### [Task to complete]
Return, exactly as written, every line from the first line of the data below through the line that contains "pub fn new(registry: &HandleRegistry, comm: C)".

### [Given information]
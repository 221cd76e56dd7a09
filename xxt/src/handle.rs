//! Solver handle lifecycle
//!
//! A handle is created empty, factored once by a collective call, used for
//! any number of solves and finally destroyed. Every collective entry point
//! first checks that all processes hold the same handle id.

use std::time::{Duration, Instant};

use xxt_core::{
    log2_exact, validate_vector_len, FactorStore, Hypercube, MatrixAction, ReduceOp, Result,
    SeparatorInfo, SubCube, XxtError,
};

use crate::binding::MatvecBinding;
use crate::config::FactorConfig;
use crate::factor::generate;
use crate::registry::HandleRegistry;
use crate::separators::determine_separators;
use crate::solve::solve_in_place;
use crate::stats::{Summary, XxtStats};

/// Everything a factored handle owns
#[derive(Debug)]
struct Factorization {
    binding: MatvecBinding,
    separators: SeparatorInfo,
    store: FactorStore,
    scratch: Vec<f64>,
}

/// One XXT factorization of a distributed SPD operator
#[derive(Debug)]
pub struct XxtSolver<C: Hypercube> {
    id: u64,
    comm: C,
    registry: HandleRegistry,
    config: FactorConfig,
    level: u32,
    state: Option<Factorization>,
    solves: usize,
    solve_time: Duration,
}

impl<C: Hypercube> XxtSolver<C> {
    /// Create an empty handle with a fresh id from `registry`
    pub fn new(registry: &HandleRegistry, comm: C) -> Self {
        Self {
            id: registry.issue(),
            comm,
            registry: registry.clone(),
            config: FactorConfig::default(),
            level: 0,
            state: None,
            solves: 0,
            solve_time: Duration::ZERO,
        }
    }

    /// Replace the factorization settings
    pub fn with_config(mut self, config: FactorConfig) -> Self {
        self.config = config;
        self
    }

    pub fn config(&self) -> &FactorConfig {
        &self.config
    }

    pub fn id(&self) -> u64 {
        self.id
    }

    pub fn comm(&self) -> &C {
        &self.comm
    }

    /// Top separator level, `log2` of the process count once factored
    pub fn level(&self) -> u32 {
        self.level
    }

    pub fn is_factored(&self) -> bool {
        self.state.is_some()
    }

    pub fn separators(&self) -> Option<&SeparatorInfo> {
        self.state.as_ref().map(|state| &state.separators)
    }

    pub fn factor_store(&self) -> Option<&FactorStore> {
        self.state.as_ref().map(|state| &state.store)
    }

    pub fn binding(&self) -> Option<&MatvecBinding> {
        self.state.as_ref().map(|state| &state.binding)
    }

    /// Number of solves run so far
    pub fn solves(&self) -> usize {
        self.solves
    }

    /// Verify that every process passed the same handle
    ///
    /// Collective over the full communicator.
    pub fn check_handle(&self) -> Result<()> {
        if self.id == 0 {
            return Err(XxtError::InvalidHandle);
        }
        let level = log2_exact(self.comm.size())?;
        check_id(&self.comm, self.id, SubCube::new(level))
    }

    /// Factor the operator whose owned rows `action` applies
    ///
    /// `local2global` lists the `m` local dofs, the first `n` of them owned.
    /// Collective over the full communicator; a handle is factored at most
    /// once.
    pub fn factor<A>(&mut self, local2global: &[u64], n: usize, m: usize, action: A) -> Result<()>
    where
        A: MatrixAction + Send + 'static,
    {
        let level = log2_exact(self.comm.size())?;
        self.check_handle()?;

        let local = if self.state.is_some() {
            Err(XxtError::AlreadyFactored)
        } else {
            MatvecBinding::new(local2global, n, m, Box::new(action))
        };
        let mut binding = agree(&self.comm, SubCube::new(level), local)?;
        self.level = level;

        let separators = determine_separators(&self.comm, &mut binding, level)?;
        let store = generate(&self.comm, &binding, &separators, &self.config)?;
        log::info!(
            "handle {} rank {}: factored {} owned dofs of {} into {} columns",
            self.id,
            self.comm.rank(),
            n,
            binding.n_global(),
            store.num_columns()
        );

        let scratch = vec![0.0; store.num_columns()];
        self.state = Some(Factorization {
            binding,
            separators,
            store,
            scratch,
        });
        Ok(())
    }

    /// Solve `A·x = b` for the owned entries
    pub fn solve(&mut self, b: &[f64], x: &mut [f64]) -> Result<()> {
        let lengths = validate_vector_len(x.len(), b.len());
        if lengths.is_ok() {
            x.copy_from_slice(b);
        }
        self.run_solve(x, lengths)
    }

    /// Solve `A·x = b` where `x` holds `b` on entry
    pub fn solve_in_place(&mut self, x: &mut [f64]) -> Result<()> {
        self.run_solve(x, Ok(()))
    }

    fn run_solve(&mut self, x: &mut [f64], lengths: Result<()>) -> Result<()> {
        let cube = SubCube::new(log2_exact(self.comm.size())?);
        let local = lengths.and_then(|()| match &self.state {
            Some(state) => validate_vector_len(state.binding.n(), x.len()),
            None => Err(XxtError::NotFactored),
        });
        agree(&self.comm, cube, local)?;
        if self.config.verify_handles {
            check_id(&self.comm, self.id, cube)?;
        }
        let state = self.state.as_mut().ok_or(XxtError::NotFactored)?;

        let started = Instant::now();
        solve_in_place(&self.comm, &state.store, cube, &mut state.scratch, x)?;
        self.solve_time += started.elapsed();
        self.solves += 1;
        Ok(())
    }

    /// Sizes and counters summarised over all processes
    ///
    /// Collective over the full communicator.
    pub fn stats(&self) -> Result<XxtStats> {
        let cube = SubCube::new(log2_exact(self.comm.size())?);
        let state = agree(
            &self.comm,
            cube,
            self.state.as_ref().ok_or(XxtError::NotFactored),
        )?;
        let store = &state.store;

        let local = [
            state.binding.n() as f64,
            store.num_columns() as f64,
            store.nnz() as f64,
            store.capacity() as f64,
            store.message_size() as f64,
            self.solve_time.as_secs_f64(),
        ];
        let summaries = Summary::collect(&self.comm, cube, &local)?;
        let pick = |index: usize| summaries.get(index).copied().unwrap_or_default();

        Ok(XxtStats {
            processes: self.comm.size(),
            level: self.level,
            n_global: state.separators.n_global(),
            rows: pick(0),
            columns: pick(1),
            nnz: pick(2),
            capacity: pick(3),
            message_size: pick(4),
            solves: self.solves,
            solve_time: pick(5),
        })
    }

    /// Release the handle after a collective consistency check
    pub fn destroy(self) -> Result<()> {
        self.check_handle()
    }
}

/// Min-reduce `[id, MAX - id]` so that one exchange yields both extremes
fn check_id<C: Hypercube>(comm: &C, id: u64, cube: SubCube) -> Result<()> {
    let mut bounds = [id, u64::MAX - id];
    comm.reduce(&mut bounds, ReduceOp::Min, cube)?;
    let (min, max) = (bounds[0], u64::MAX - bounds[1]);

    if min != max {
        return Err(XxtError::HandleMismatch { min, max, id });
    }
    Ok(())
}

/// Settle a locally checked precondition across `cube`
///
/// Processes whose own check passed fail with `PeerFailed` naming the highest
/// failing rank, so nobody moves on to the next exchange alone.
fn agree<C: Hypercube, T>(comm: &C, cube: SubCube, local: Result<T>) -> Result<T> {
    let mut failed = [if local.is_err() { comm.rank() as u64 + 1 } else { 0 }];
    comm.reduce(&mut failed, ReduceOp::Max, cube)?;

    match (local, failed[0]) {
        (Err(err), _) => Err(err),
        (Ok(value), 0) => Ok(value),
        (Ok(_), rank) => Err(XxtError::PeerFailed {
            rank: rank as usize - 1,
        }),
    }
}

impl<C: Hypercube> Drop for XxtSolver<C> {
    fn drop(&mut self) {
        self.registry.release();
    }
}

#[cfg(test)]
mod tests {
    use super::*;
    use crate::cluster::{SelfComm, ThreadCluster};
    use crate::gallery::{block_owner, GlobalMatrix, Identity};

    #[test]
    fn test_lifecycle_on_one_process() {
        let registry = HandleRegistry::new();
        let mut solver = registry.create(SelfComm);
        assert!(!solver.is_factored());
        assert_eq!(solver.solve_in_place(&mut [1.0]), Err(XxtError::NotFactored));
        assert_eq!(solver.stats().unwrap_err(), XxtError::NotFactored);

        solver.factor(&[0, 1], 2, 2, Identity).unwrap();
        assert!(solver.is_factored());
        assert_eq!(solver.level(), 0);

        let mut x = [0.0; 2];
        solver.solve(&[3.0, -4.0], &mut x).unwrap();
        assert_eq!(x, [3.0, -4.0]);
        assert_eq!(solver.solves(), 1);

        assert_eq!(
            solver.factor(&[0, 1], 2, 2, Identity),
            Err(XxtError::AlreadyFactored)
        );
        assert_eq!(
            solver.solve(&[1.0; 3], &mut [0.0; 3]),
            Err(XxtError::VectorLength {
                expected: 2,
                actual: 3
            })
        );

        solver.destroy().unwrap();
        assert_eq!(registry.outstanding(), 0);
    }

    #[test]
    fn test_invalid_dof_map() {
        let registry = HandleRegistry::new();
        let mut solver = registry.create(SelfComm);
        assert_eq!(
            solver.factor(&[0, 1], 3, 2, Identity),
            Err(XxtError::OwnedExceedsLocal { n: 3, m: 2 })
        );
        assert!(!solver.is_factored());
    }

    #[test]
    fn test_non_power_of_two_fails_everywhere() {
        let results = ThreadCluster::new(3)
            .run(|comm| {
                let registry = HandleRegistry::new();
                let mut solver = registry.create(comm);
                solver.factor(&[0], 1, 1, Identity)
            })
            .unwrap();

        for result in results {
            assert_eq!(result, Err(XxtError::NonPowerOfTwo { processes: 3 }));
        }
    }

    #[test]
    fn test_mismatched_handles_are_detected() {
        let results = ThreadCluster::new(2)
            .run(|comm| {
                let registry = HandleRegistry::new();
                // Rank 1 creates an extra handle first, so the ids disagree
                let _extra = (comm.rank() == 1).then(|| registry.create(SelfComm));
                let solver = registry.create(comm);
                solver.check_handle()
            })
            .unwrap();

        for result in results {
            assert!(matches!(
                result,
                Err(XxtError::HandleMismatch { min: 1, max: 2, .. })
            ));
        }
    }

    #[test]
    fn test_ids_near_the_top_of_the_range() {
        let results = ThreadCluster::new(2)
            .run(|comm| {
                let cube = comm.full_cube();
                let same = check_id(&comm, u64::MAX, cube);
                let apart = check_id(&comm, u64::MAX - comm.rank() as u64, cube);
                Ok::<_, XxtError>((same, apart))
            })
            .unwrap();

        for result in results {
            let (same, apart) = result.unwrap();
            assert_eq!(same, Ok(()));
            assert!(matches!(
                apart,
                Err(XxtError::HandleMismatch { min, max, .. })
                    if min == u64::MAX - 1 && max == u64::MAX
            ));
        }
    }

    #[test]
    fn test_local_failure_is_shared_with_peers() {
        let results = ThreadCluster::new(2)
            .run(|comm| {
                let rank = comm.rank();
                let gids = [2 * rank as u64, 2 * rank as u64 + 1];
                let registry = HandleRegistry::new();
                let mut solver = registry.create(comm);

                // Rank 0 hands over a map one entry short
                let short = if rank == 0 { &gids[..1] } else { &gids[..] };
                let rejected = solver.factor(short, 2, 2, Identity);
                let unfactored = solver.solve_in_place(&mut [0.0; 2]);

                solver.factor(&gids, 2, 2, Identity)?;
                let mut x = [0.0; 2];
                let wrong_length = solver.solve(&[1.0; 3], &mut [0.0; 3]);
                solver.solve(&[rank as f64, 1.0], &mut x)?;
                solver.destroy()?;
                Ok::<_, XxtError>((rejected, unfactored, wrong_length, x))
            })
            .unwrap();

        let (rejected, unfactored, wrong_length, x) = results[0].unwrap();
        assert_eq!(
            rejected,
            Err(XxtError::DofMapLength {
                expected: 2,
                actual: 1
            })
        );
        assert_eq!(unfactored, Err(XxtError::NotFactored));
        assert!(matches!(wrong_length, Err(XxtError::VectorLength { .. })));
        assert_eq!(x, [0.0, 1.0]);

        let (rejected, unfactored, wrong_length, x) = results[1].unwrap();
        assert_eq!(rejected, Err(XxtError::PeerFailed { rank: 0 }));
        assert_eq!(unfactored, Err(XxtError::NotFactored));
        assert!(matches!(wrong_length, Err(XxtError::VectorLength { .. })));
        assert_eq!(x, [1.0, 1.0]);
    }

    #[test]
    fn test_stats_on_two_processes() {
        let matrix = GlobalMatrix::laplacian_1d(6);
        let owner = block_owner(6, 2);
        let results = ThreadCluster::new(2)
            .run(|comm| {
                let problem = matrix.distribute(&owner, comm.rank());
                let registry = HandleRegistry::new();
                let mut solver = registry.create(comm);
                let m = problem.m();
                solver.factor(&problem.local2global, problem.n, m, problem.matrix)?;

                let mut x = vec![1.0; problem.n];
                solver.solve_in_place(&mut x)?;
                solver.stats()
            })
            .unwrap();

        for result in results {
            let stats = result.unwrap();
            assert_eq!(stats.processes, 2);
            assert_eq!(stats.level, 1);
            assert_eq!(stats.n_global, 6);
            assert_eq!(stats.rows.avg, 3.0);
            assert_eq!(stats.columns.min, 3.0);
            assert_eq!(stats.columns.max, 4.0);
            assert_eq!(stats.message_size.max, 1.0);
            assert_eq!(stats.solves, 1);
        }
    }
}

### [Solved problem]
repository 221cd76e56dd7a09
filename xxt/src/handle.rs
//! Solver handle lifecycle
//!
//! A handle is created empty, factored once by a collective call, used for
//! any number of solves and finally destroyed. Every collective entry point
//! first checks that all processes hold the same handle id.

use std::time::{Duration, Instant};

use xxt_core::{
    log2_exact, validate_vector_len, FactorStore, Hypercube, MatrixAction, ReduceOp, Result,
    SeparatorInfo, SubCube, XxtError,
};

use crate::binding::MatvecBinding;
use crate::config::FactorConfig;
use crate::factor::generate;
use crate::registry::HandleRegistry;
use crate::separators::determine_separators;
use crate::solve::solve_in_place;
use crate::stats::{Summary, XxtStats};

/// Everything a factored handle owns
#[derive(Debug)]
struct Factorization {
    binding: MatvecBinding,
    separators: SeparatorInfo,
    store: FactorStore,
    scratch: Vec<f64>,
}

/// One XXT factorization of a distributed SPD operator
#[derive(Debug)]
pub struct XxtSolver<C: Hypercube> {
    id: u64,
    comm: C,
    registry: HandleRegistry,
    config: FactorConfig,
    level: u32,
    state: Option<Factorization>,
    solves: usize,
    solve_time: Duration,
}

impl<C: Hypercube> XxtSolver<C> {
    /// Create an empty handle with a fresh id from `registry`
    pub fn new(registry: &HandleRegistry, comm: C) -> Self {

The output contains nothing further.